Abone olÇocuk Sağlığı ve Hastalıkları Uzmanı Dr. Burcu Kesmez, bebek ölümlerinin en büyük nedeninin prematüre doğumlar olduğuna dikkat çekerek, “Riskli gebeliklerin ve prematüre bebeklerin çok yakından ve özenle takibi pek çok anne ve bebeğin hayatını kurtarıyor” dedi.
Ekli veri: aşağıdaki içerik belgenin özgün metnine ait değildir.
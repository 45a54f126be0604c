//! Range decoder and adaptive bit models for LZMA.
//!
//! The decoder is carry-less: 32-bit `range`/`code`, renormalized one input
//! byte at a time whenever `range` drops below 2^24. Probabilities are 11-bit
//! and adapt by 1/32 of the distance to the extreme after every bit.

use super::super::{DecompressError, Result};

/// Bits of precision in a probability.
const NUM_BIT_MODEL_TOTAL_BITS: u32 = 11;
const BIT_MODEL_TOTAL: u32 = 1 << NUM_BIT_MODEL_TOTAL_BITS;
/// Adaptation speed.
const NUM_MOVE_BITS: u32 = 5;
/// Renormalization threshold (2^24).
const TOP_VALUE: u32 = 1 << 24;

/// Adaptive probability of a zero bit.
pub type Prob = u16;

/// Initial probability (0.5).
pub const PROB_INIT: Prob = (BIT_MODEL_TOTAL / 2) as Prob;

/// Range decoder state over a complete compressed block.
pub struct RangeDecoder<'a> {
    input: &'a [u8],
    /// Bytes pulled from `input`, including any past its end
    pos: usize,
    range: u32,
    code: u32,
    corrupted: bool,
}

impl<'a> RangeDecoder<'a> {
    /// Create a range decoder, consuming the 5-byte preamble.
    pub fn new(input: &'a [u8]) -> Result<Self> {
        if input.len() < 5 {
            return Err(DecompressError::UnexpectedEof);
        }
        if input[0] != 0 {
            return Err(DecompressError::CorruptLzma("first range coder byte is not zero"));
        }
        let code = u32::from_be_bytes([input[1], input[2], input[3], input[4]]);
        if code == u32::MAX {
            return Err(DecompressError::CorruptLzma("initial code equals range"));
        }
        Ok(Self {
            input,
            pos: 5,
            range: u32::MAX,
            code,
            corrupted: false,
        })
    }

    /// Get next byte from input, zero past the end.
    #[inline]
    fn next_byte(&mut self) -> u8 {
        let byte = self.input.get(self.pos).copied().unwrap_or(0);
        self.pos += 1;
        byte
    }

    #[inline]
    fn normalize(&mut self) {
        if self.range < TOP_VALUE {
            self.range <<= 8;
            self.code = (self.code << 8) | u32::from(self.next_byte());
        }
    }

    /// Decode one bit against an adaptive probability.
    #[inline]
    pub fn decode_bit(&mut self, prob: &mut Prob) -> u32 {
        let p = u32::from(*prob);
        let bound = (self.range >> NUM_BIT_MODEL_TOTAL_BITS) * p;
        let bit = if self.code < bound {
            *prob = (p + ((BIT_MODEL_TOTAL - p) >> NUM_MOVE_BITS)) as Prob;
            self.range = bound;
            0
        } else {
            *prob = (p - (p >> NUM_MOVE_BITS)) as Prob;
            self.code -= bound;
            self.range -= bound;
            1
        };
        self.normalize();
        bit
    }

    /// Decode `num_bits` bits with fixed probability 0.5, MSB first.
    pub fn decode_direct_bits(&mut self, num_bits: u32) -> u32 {
        let mut result = 0u32;
        for _ in 0..num_bits {
            self.range >>= 1;
            self.code = self.code.wrapping_sub(self.range);
            let t = 0u32.wrapping_sub(self.code >> 31);
            self.code = self.code.wrapping_add(self.range & t);
            if self.code == self.range {
                self.corrupted = true;
            }
            self.normalize();
            result = (result << 1).wrapping_add(t.wrapping_add(1));
        }
        result
    }

    /// Whether the encoder's final flush has been fully absorbed.
    pub fn is_finished_ok(&self) -> bool {
        self.code == 0
    }

    /// Whether a direct-bit decode hit an impossible code value.
    pub fn is_corrupted(&self) -> bool {
        self.corrupted
    }

    /// Input bytes consumed so far (may exceed the input length).
    pub fn consumed(&self) -> usize {
        self.pos
    }
}

/// Decode `num_bits` bits through a binary tree of probabilities, MSB first.
///
/// `probs` is indexed from 1; it must hold at least `1 << num_bits` entries.
#[inline]
pub fn bit_tree_decode(probs: &mut [Prob], num_bits: u32, rc: &mut RangeDecoder<'_>) -> u32 {
    let mut m = 1usize;
    for _ in 0..num_bits {
        m = (m << 1) + rc.decode_bit(&mut probs[m]) as usize;
    }
    (m - (1 << num_bits)) as u32
}

/// Decode `num_bits` bits through a binary tree, LSB first.
#[inline]
pub fn bit_tree_reverse_decode(
    probs: &mut [Prob],
    num_bits: u32,
    rc: &mut RangeDecoder<'_>,
) -> u32 {
    let mut m = 1usize;
    let mut symbol = 0u32;
    for i in 0..num_bits {
        let bit = rc.decode_bit(&mut probs[m]);
        m = (m << 1) + bit as usize;
        symbol |= bit << i;
    }
    symbol
}

/// Fixed-depth bit tree with its own probability table.
#[derive(Clone)]
pub struct BitTree {
    num_bits: u32,
    probs: Vec<Prob>,
}

impl BitTree {
    pub fn new(num_bits: u32) -> Self {
        Self {
            num_bits,
            probs: vec![PROB_INIT; 1 << num_bits],
        }
    }

    pub fn reset(&mut self) {
        self.probs.fill(PROB_INIT);
    }

    #[inline]
    pub fn decode(&mut self, rc: &mut RangeDecoder<'_>) -> u32 {
        bit_tree_decode(&mut self.probs, self.num_bits, rc)
    }

    #[inline]
    pub fn reverse_decode(&mut self, rc: &mut RangeDecoder<'_>) -> u32 {
        bit_tree_reverse_decode(&mut self.probs, self.num_bits, rc)
    }
}

#[cfg(test)]
mod tests {
    use super::*;

    #[test]
    fn test_rejects_nonzero_first_byte() {
        assert!(matches!(
            RangeDecoder::new(&[1, 0, 0, 0, 0]),
            Err(DecompressError::CorruptLzma(_))
        ));
    }

    #[test]
    fn test_rejects_short_preamble() {
        assert!(matches!(
            RangeDecoder::new(&[0, 0, 0]),
            Err(DecompressError::UnexpectedEof)
        ));
    }

    #[test]
    fn test_zero_code_decodes_zero_bits() {
        // code = 0 is always below the bound, so every bit is 0 and the
        // probability moves towards "zero is likely"
        let input = [0u8; 16];
        let mut rc = RangeDecoder::new(&input).unwrap();
        let mut prob = PROB_INIT;
        for _ in 0..8 {
            assert_eq!(rc.decode_bit(&mut prob), 0);
        }
        assert!(prob > PROB_INIT);
        assert!(rc.is_finished_ok());
    }

    #[test]
    fn test_all_ones_code_decodes_one_bits() {
        let input = [0x00, 0xFF, 0xFF, 0xFF, 0xFE, 0xFF, 0xFF, 0xFF];
        let mut rc = RangeDecoder::new(&input).unwrap();
        let mut tree = BitTree::new(3);
        assert_eq!(tree.decode(&mut rc), 7);
    }
}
Acıbadem Adana Hastanesi Çocuk Sağlığı ve Hastalıkları Uzmanı
Dr. Burcu Kesmez 37. gebelik haftası altında doğan bebeklerin
prematüre diye adlandırıldığını ve bu erken doğuma yol açan
nedenlerin başında riskli gebeliklerin geldiğini, ayrıca yoksulluk,
küçük yaşta veya ileri yaşta gebelik, sık doğum, çoğul gebelikler,
yetersiz beslenme ve yetersiz gebelik bakımı, sigara- alkol
kullanımı, kronik hastalıklar, rahim ağzı yetmezliği gibi
etkenlerin de rol oynadığını söyledi. Dr. Kesmez, bu nedenle
gebelik sırasında ve bebeğin doğumundan sonraki yıllarda yapılan
sıkı takibin pek çok anne ve bebeğin hayatını kurtardığına dikkat
çekti.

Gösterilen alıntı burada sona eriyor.